▶ _DATA SHOWN_
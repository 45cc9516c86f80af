use std::sync::Arc;

use parking_lot::RwLock;
use tokio::sync::mpsc::{self, UnboundedReceiver, UnboundedSender};
use tracing::debug;

use crate::error::RepositoryError;
use crate::model::{HomeModel, HomeSection, RailWithHeader};
use crate::paginator::{PageRequest, Paginator};
use crate::queue::TaskHandle;
use crate::repository::HomeFeedRepository;
use crate::types::HomeFeedsResponse;

/// What the home screen should show next.
#[derive(Debug, Clone, Copy, PartialEq, Eq)]
pub enum HomeStatus {
    Reset,
    FetchingPage(u32),
    Fetched,
    Empty,
    Failed(RepositoryError),
}

/// State behind one home screen. The screen owns this; this owns the
/// paginator and the repository.
///
/// Statuses go into a channel; the screen drains the receiver on its own
/// thread, never on a fetch worker.
pub struct HomeViewModel {
    paginator: Paginator,
    repository: HomeFeedRepository,
    screen: Arc<RwLock<Screen>>,
    status: UnboundedSender<HomeStatus>,
    page_size: u32,
    in_flight: Vec<TaskHandle>,
}

impl HomeViewModel {
    pub fn new(repository: HomeFeedRepository, page_size: u32) -> (Self, UnboundedReceiver<HomeStatus>) {
        let (status, rx) = mpsc::unbounded_channel();
        let vm = Self {
            paginator: Paginator::new(),
            repository,
            screen: Arc::new(RwLock::new(Screen::default())),
            status,
            page_size,
            in_flight: Vec::new(),
        };
        (vm, rx)
    }

    /// Forget everything and load page 0.
    pub fn reset(&mut self) {
        self.screen.write().restart();
        self.publish(HomeStatus::Reset);
        let req = self.paginator.reset();
        self.paginate(req);
    }

    /// Report the last visible row (`None` when nothing is on screen).
    pub fn viewing_item(&mut self, last_visible: Option<usize>, total_items: usize) {
        if let Some(req) = self.paginator.observe(last_visible, total_items) {
            self.paginate(req);
        }
    }

    /// Extra observer for page requests; replays the current page.
    pub fn observe_pages(&mut self, tx: UnboundedSender<PageRequest>) { self.paginator.bind(tx); }

    pub fn paginator(&self) -> &Paginator { &self.paginator }

    pub fn row_count(&self) -> usize { self.screen.read().model.row_count() }
    pub fn section_kind(&self, row: isize) -> Option<HomeSection> { self.screen.read().model.section_kind(row) }
    pub fn rail(&self, row: isize) -> RailWithHeader { self.screen.read().model.rail(row) }
    pub fn carousel_assets(&self, row: isize) -> Vec<String> { self.screen.read().model.carousel_assets(row) }

    /// Read access to the aggregate feed list.
    pub fn with_model<R>(&self, f: impl FnOnce(&HomeModel) -> R) -> R { f(&self.screen.read().model) }

    /// Resolves when every request issued so far has finished.
    pub async fn settled(&self) {
        for task in &self.in_flight {
            task.finished().await;
        }
    }

    fn paginate(&mut self, req: PageRequest) {
        self.in_flight.retain(|t| !t.is_finished());
        if req.page == 0 {
            // Results of a previous pass must not land in the fresh list.
            for task in self.in_flight.drain(..) {
                task.cancel();
            }
            self.screen.write().restart();
        }
        self.publish(HomeStatus::FetchingPage(req.page));

        let screen = self.screen.clone();
        let generation = screen.read().generation;
        let status = self.status.clone();
        let page = req.page;
        let task = self.repository.fetch_home_feeds(page, self.page_size, move |res| {
            if let Some(next) = screen.write().apply(generation, page, res) {
                let _ = status.send(next);
            }
        });
        self.in_flight.push(task);
    }

    fn publish(&self, status: HomeStatus) {
        // The screen may already be gone.
        let _ = self.status.send(status);
    }
}

/// The aggregate list plus the pass it belongs to. Every restart starts a new
/// pass; results issued in an earlier pass are dropped under the same lock
/// that would append them.
#[derive(Debug, Default)]
struct Screen {
    model: HomeModel,
    generation: u64,
}

impl Screen {
    fn restart(&mut self) {
        self.generation += 1;
        self.model.clear();
    }

    fn apply(&mut self, generation: u64, page: u32, res: Result<HomeFeedsResponse, RepositoryError>) -> Option<HomeStatus> {
        if generation != self.generation {
            debug!(page, generation, current = self.generation, "dropping page from an earlier pass");
            return None;
        }
        Some(match res {
            Ok(resp) => {
                self.model.append(resp.data);
                debug!(page, rows = self.model.row_count(), "page applied");
                if self.model.is_empty() { HomeStatus::Empty } else { HomeStatus::Fetched }
            }
            Err(e) => HomeStatus::Failed(e),
        })
    }
}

▶ _WHAT TO PRODUCE_
Copy out every line of the listing that includes the string "mpsc".

▶ _SOLUTION TO THE EXERCISE_
use tokio::sync::mpsc::{self, UnboundedReceiver, UnboundedSender};
        let (status, rx) = mpsc::unbounded_channel();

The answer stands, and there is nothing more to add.